[Dataset items]
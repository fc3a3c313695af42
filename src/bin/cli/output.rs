//! Rendering helpers for the table/json/csv output formats.

use resembl::core::config::OutputFormat;
use resembl::core::engine::{CompareOutput, EngineStats, SnippetMatch};
use resembl::storage::{Collection, Snippet, SnippetVersion};
use tabled::{settings::Style, Table, Tabled};

/// Abbreviate a checksum for table display.
fn short(checksum: &str) -> String {
    checksum[..12.min(checksum.len())].to_string()
}

fn csv_escape(field: &str) -> String {
    if field.contains(',') || field.contains('"') || field.contains('\n') {
        format!("\"{}\"", field.replace('"', "\"\""))
    } else {
        field.to_string()
    }
}

#[derive(Tabled)]
struct SnippetRow {
    #[tabled(rename = "Checksum")]
    checksum: String,
    #[tabled(rename = "Names")]
    names: String,
    #[tabled(rename = "Tags")]
    tags: String,
    #[tabled(rename = "Collection")]
    collection: String,
}

impl From<&Snippet> for SnippetRow {
    fn from(snippet: &Snippet) -> Self {
        Self {
            checksum: short(&snippet.checksum),
            names: snippet.names.join(", "),
            tags: snippet.tags.join(", "),
            collection: snippet.collection.clone().unwrap_or_default(),
        }
    }
}

/// Print a snippet list in the selected format.
pub fn print_snippets(snippets: &[Snippet], format: OutputFormat) {
    match format {
        OutputFormat::Table => {
            if snippets.is_empty() {
                println!("no snippets");
                return;
            }
            let rows: Vec<SnippetRow> = snippets.iter().map(SnippetRow::from).collect();
            println!("{}", Table::new(rows).with(Style::sharp()));
        }
        OutputFormat::Json => {
            println!(
                "{}",
                serde_json::to_string_pretty(snippets).unwrap_or_default()
            );
        }
        OutputFormat::Csv => {
            println!("checksum,names,tags,collection");
            for snippet in snippets {
                println!(
                    "{},{},{},{}",
                    snippet.checksum,
                    csv_escape(&snippet.names.join(";")),
                    csv_escape(&snippet.tags.join(";")),
                    csv_escape(snippet.collection.as_deref().unwrap_or(""))
                );
            }
        }
    }
}

/// Print one snippet with its code.
pub fn print_snippet(snippet: &Snippet, format: OutputFormat) {
    match format {
        OutputFormat::Table => {
            println!("checksum:   {}", snippet.checksum);
            println!("names:      {}", snippet.names.join(", "));
            println!("tags:       {}", snippet.tags.join(", "));
            println!(
                "collection: {}",
                snippet.collection.as_deref().unwrap_or("-")
            );
            println!("created:    {}", snippet.created_at.to_rfc3339());
            println!("---");
            println!("{}", snippet.code);
        }
        OutputFormat::Json => {
            println!(
                "{}",
                serde_json::to_string_pretty(snippet).unwrap_or_default()
            );
        }
        OutputFormat::Csv => print_snippets(std::slice::from_ref(snippet), OutputFormat::Csv),
    }
}

#[derive(Tabled)]
struct MatchRow {
    #[tabled(rename = "Checksum")]
    checksum: String,
    #[tabled(rename = "Names")]
    names: String,
    #[tabled(rename = "Hybrid")]
    hybrid: String,
    #[tabled(rename = "Jaccard")]
    jaccard: String,
    #[tabled(rename = "Levenshtein")]
    levenshtein: String,
}

/// Print ranked find results.
pub fn print_matches(matches: &[SnippetMatch], format: OutputFormat) {
    match format {
        OutputFormat::Table => {
            if matches.is_empty() {
                println!("no matches");
                return;
            }
            let rows: Vec<MatchRow> = matches
                .iter()
                .map(|m| MatchRow {
                    checksum: short(&m.snippet.checksum),
                    names: m.snippet.names.join(", "),
                    hybrid: format!("{:.1}", m.hybrid),
                    jaccard: format!("{:.3}", m.jaccard),
                    levenshtein: format!("{:.1}", m.levenshtein),
                })
                .collect();
            println!("{}", Table::new(rows).with(Style::sharp()));
        }
        OutputFormat::Json => {
            println!(
                "{}",
                serde_json::to_string_pretty(matches).unwrap_or_default()
            );
        }
        OutputFormat::Csv => {
            println!("checksum,names,hybrid,jaccard,levenshtein");
            for m in matches {
                println!(
                    "{},{},{:.2},{:.4},{:.2}",
                    m.snippet.checksum,
                    csv_escape(&m.snippet.names.join(";")),
                    m.hybrid,
                    m.jaccard,
                    m.levenshtein
                );
            }
        }
    }
}

/// Print a pairwise comparison.
pub fn print_comparison(output: &CompareOutput, format: OutputFormat) {
    match format {
        OutputFormat::Table => {
            println!(
                "A: {}  ({})  {} tokens",
                short(&output.a.checksum),
                output.a.names.join(", "),
                output.a.token_count
            );
            println!(
                "B: {}  ({})  {} tokens",
                short(&output.b.checksum),
                output.b.names.join(", "),
                output.b.token_count
            );
            println!("---");
            println!("jaccard:        {:.4}", output.report.jaccard);
            println!("levenshtein:    {:.1}", output.report.levenshtein);
            println!("hybrid:         {:.1}", output.report.hybrid);
            println!("cfg similarity: {:.4}", output.report.cfg_similarity);
            println!("shared tokens:  {}", output.report.shared_tokens);
        }
        OutputFormat::Json => {
            println!(
                "{}",
                serde_json::to_string_pretty(output).unwrap_or_default()
            );
        }
        OutputFormat::Csv => {
            println!("checksum_a,checksum_b,jaccard,levenshtein,hybrid,cfg_similarity,shared_tokens");
            println!(
                "{},{},{:.4},{:.2},{:.2},{:.4},{}",
                output.a.checksum,
                output.b.checksum,
                output.report.jaccard,
                output.report.levenshtein,
                output.report.hybrid,
                output.report.cfg_similarity,
                output.report.shared_tokens
            );
        }
    }
}

#[derive(Tabled)]
struct CollectionRow {
    #[tabled(rename = "Name")]
    name: String,
    #[tabled(rename = "Description")]
    description: String,
    #[tabled(rename = "Snippets")]
    count: usize,
}

/// Print the collection list.
pub fn print_collections(collections: &[(Collection, usize)], format: OutputFormat) {
    match format {
        OutputFormat::Table => {
            if collections.is_empty() {
                println!("no collections");
                return;
            }
            let rows: Vec<CollectionRow> = collections
                .iter()
                .map(|(c, count)| CollectionRow {
                    name: c.name.clone(),
                    description: c.description.clone(),
                    count: *count,
                })
                .collect();
            println!("{}", Table::new(rows).with(Style::sharp()));
        }
        OutputFormat::Json => {
            let items: Vec<serde_json::Value> = collections
                .iter()
                .map(|(c, count)| {
                    serde_json::json!({
                        "name": c.name,
                        "description": c.description,
                        "created_at": c.created_at,
                        "snippet_count": count,
                    })
                })
                .collect();
            println!(
                "{}",
                serde_json::to_string_pretty(&items).unwrap_or_default()
            );
        }
        OutputFormat::Csv => {
            println!("name,description,snippet_count");
            for (c, count) in collections {
                println!(
                    "{},{},{count}",
                    csv_escape(&c.name),
                    csv_escape(&c.description)
                );
            }
        }
    }
}

/// Print a name's version history.
pub fn print_versions(versions: &[SnippetVersion], format: OutputFormat) {
    match format {
        OutputFormat::Table => {
            if versions.is_empty() {
                println!("no recorded rebindings");
                return;
            }
            for version in versions {
                println!(
                    "#{}  {}  ->  {}  at {}",
                    version.id,
                    version.name,
                    short(&version.checksum),
                    version.created_at.to_rfc3339()
                );
            }
        }
        OutputFormat::Json => {
            println!(
                "{}",
                serde_json::to_string_pretty(versions).unwrap_or_default()
            );
        }
        OutputFormat::Csv => {
            println!("id,name,checksum,created_at");
            for version in versions {
                println!(
                    "{},{},{},{}",
                    version.id,
                    csv_escape(&version.name),
                    version.checksum,
                    version.created_at.to_rfc3339()
                );
            }
        }
    }
}

/// Print corpus statistics.
pub fn print_stats(stats: &EngineStats, format: OutputFormat) {
    match format {
        OutputFormat::Table => {
            println!("snippets:              {}", stats.num_snippets);
            println!("mean token count:      {:.1}", stats.mean_token_count);
            println!("vocabulary size:       {}", stats.vocabulary_size);
            println!("mean pairwise jaccard: {:.4}", stats.mean_pairwise_jaccard);
        }
        OutputFormat::Json => {
            println!(
                "{}",
                serde_json::to_string_pretty(stats).unwrap_or_default()
            );
        }
        OutputFormat::Csv => {
            println!("num_snippets,mean_token_count,vocabulary_size,mean_pairwise_jaccard");
            println!(
                "{},{:.2},{},{:.4}",
                stats.num_snippets,
                stats.mean_token_count,
                stats.vocabulary_size,
                stats.mean_pairwise_jaccard
            );
        }
    }
}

# Task item
Take from the entries every line that has the string "EngineStats".

# Result of the task
use resembl::core::engine::{CompareOutput, EngineStats, SnippetMatch};
pub fn print_stats(stats: &EngineStats, format: OutputFormat) {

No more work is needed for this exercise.